Stored data entries
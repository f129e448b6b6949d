//! Verb-form and exercise operations for the WASM API
//!
//! Randomized helpers draw from the thread RNG here; the core functions take
//! the RNG as an argument.

use serde::Deserialize;
use wasm_bindgen::prelude::*;

use crate::api::helpers::{deserialize, deserialize_or_default, layout_error, serialize};
use crate::models::{PersonKey, Tense, TenseConjugation, VerbConjugationTable, VerbFlags};
use crate::verbs::{self, ComposeMode};
use crate::{wasm_info, wasm_log};

/// Arguments of `composeVerbForm`
#[derive(Deserialize)]
#[serde(rename_all = "camelCase")]
struct ComposeRequest {
    conjugation: TenseConjugation,
    tense: Tense,
    #[serde(default)]
    flags: VerbFlags,
    #[serde(default)]
    mode: ComposeMode,
    /// Wrap irregular ranges in highlight markers
    #[serde(default)]
    highlighted: bool,
}

/// Assemble a verb form from its parts
///
/// # Parameters
/// * `request_js` - `{ conjugation, tense, flags?, mode?, highlighted? }`;
///   `mode` is `"choice"` or `"fullDisplay"` (default)
#[wasm_bindgen(js_name = composeVerbForm)]
pub fn compose_verb_form(request_js: JsValue) -> Result<String, JsValue> {
    let request: ComposeRequest = deserialize(request_js, "Failed to deserialize compose request")?;

    if request.highlighted {
        verbs::compose_highlighted(&request.conjugation, request.tense, request.flags, request.mode)
            .map_err(|e| layout_error("composeVerbForm", e))
    } else {
        Ok(verbs::compose_form(&request.conjugation, request.tense, request.flags, request.mode))
    }
}

/// Two wrong answers for a multiple-choice item
///
/// # Parameters
/// * `table_js` - Conjugation table of the verb
/// * `person_js`, `tense_js` - The asked person and tense
/// * `correct_form` - Form to exclude
/// * `tenses_js` - Fallback tenses, in order; defaults to all
#[wasm_bindgen(js_name = pickDistractors)]
pub fn pick_distractors(
    table_js: JsValue,
    person_js: JsValue,
    tense_js: JsValue,
    correct_form: &str,
    tenses_js: JsValue,
) -> Result<JsValue, JsValue> {
    let table: VerbConjugationTable = deserialize(table_js, "Failed to deserialize table")?;
    let person: PersonKey = deserialize(person_js, "Failed to deserialize person")?;
    let tense: Tense = deserialize(tense_js, "Failed to deserialize tense")?;
    let tenses = tenses_or_all(tenses_js)?;

    let distractors = verbs::pick_distractors(
        &table,
        person,
        tense,
        correct_form,
        &tenses,
        &mut rand::thread_rng(),
    );
    wasm_log!("pickDistractors: {} {} {} -> {:?}", table.verb(), person, tense, distractors);

    serialize(&distractors, "Failed to serialize distractors")
}

/// Shuffled exercise assignments, each with its answer options
///
/// # Returns
/// Array of `{ verb, pronoun, person, tense, correctForm, distractors }`
#[wasm_bindgen(js_name = buildExerciseAssignments)]
pub fn build_exercise_assignments(
    tables_js: JsValue,
    tenses_js: JsValue,
    sentences_per_verb: usize,
) -> Result<JsValue, JsValue> {
    let tables: Vec<VerbConjugationTable> = deserialize(tables_js, "Failed to deserialize tables")?;
    let tenses = tenses_or_all(tenses_js)?;
    let mut rng = rand::thread_rng();

    let assignments = verbs::build_assignments(&tables, &tenses, sentences_per_verb, &mut rng);
    let items = verbs::choice_items(&tables, &assignments, &tenses, &mut rng)
        .map_err(|e| layout_error("buildExerciseAssignments", e))?;

    wasm_info!("buildExerciseAssignments: {} item(s) for {} verb(s)", items.len(), tables.len());
    serialize(&items, "Failed to serialize assignments")
}

/// Derive irregularity highlights from the regular paradigm
///
/// # Returns
/// The table with `main`/`partizip` highlights rewritten
#[wasm_bindgen(js_name = attachIrregularHighlights)]
pub fn attach_irregular_highlights(table_js: JsValue) -> Result<JsValue, JsValue> {
    let mut table: VerbConjugationTable = deserialize(table_js, "Failed to deserialize table")?;
    verbs::attach_highlights(&mut table);
    serialize(&table, "Failed to serialize table")
}

fn tenses_or_all(tenses_js: JsValue) -> Result<Vec<Tense>, JsValue> {
    let tenses: Vec<Tense> = deserialize_or_default(tenses_js, "Failed to deserialize tenses")?;
    Ok(if tenses.is_empty() { Tense::ALL.to_vec() } else { tenses })
}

§ **PROBLEM DESCRIPTION**
Filter the entries down to the lines that include the string "else".

§ **TASK RESULT**
    } else {
    Ok(if tenses.is_empty() { Tense::ALL.to_vec() } else { tenses })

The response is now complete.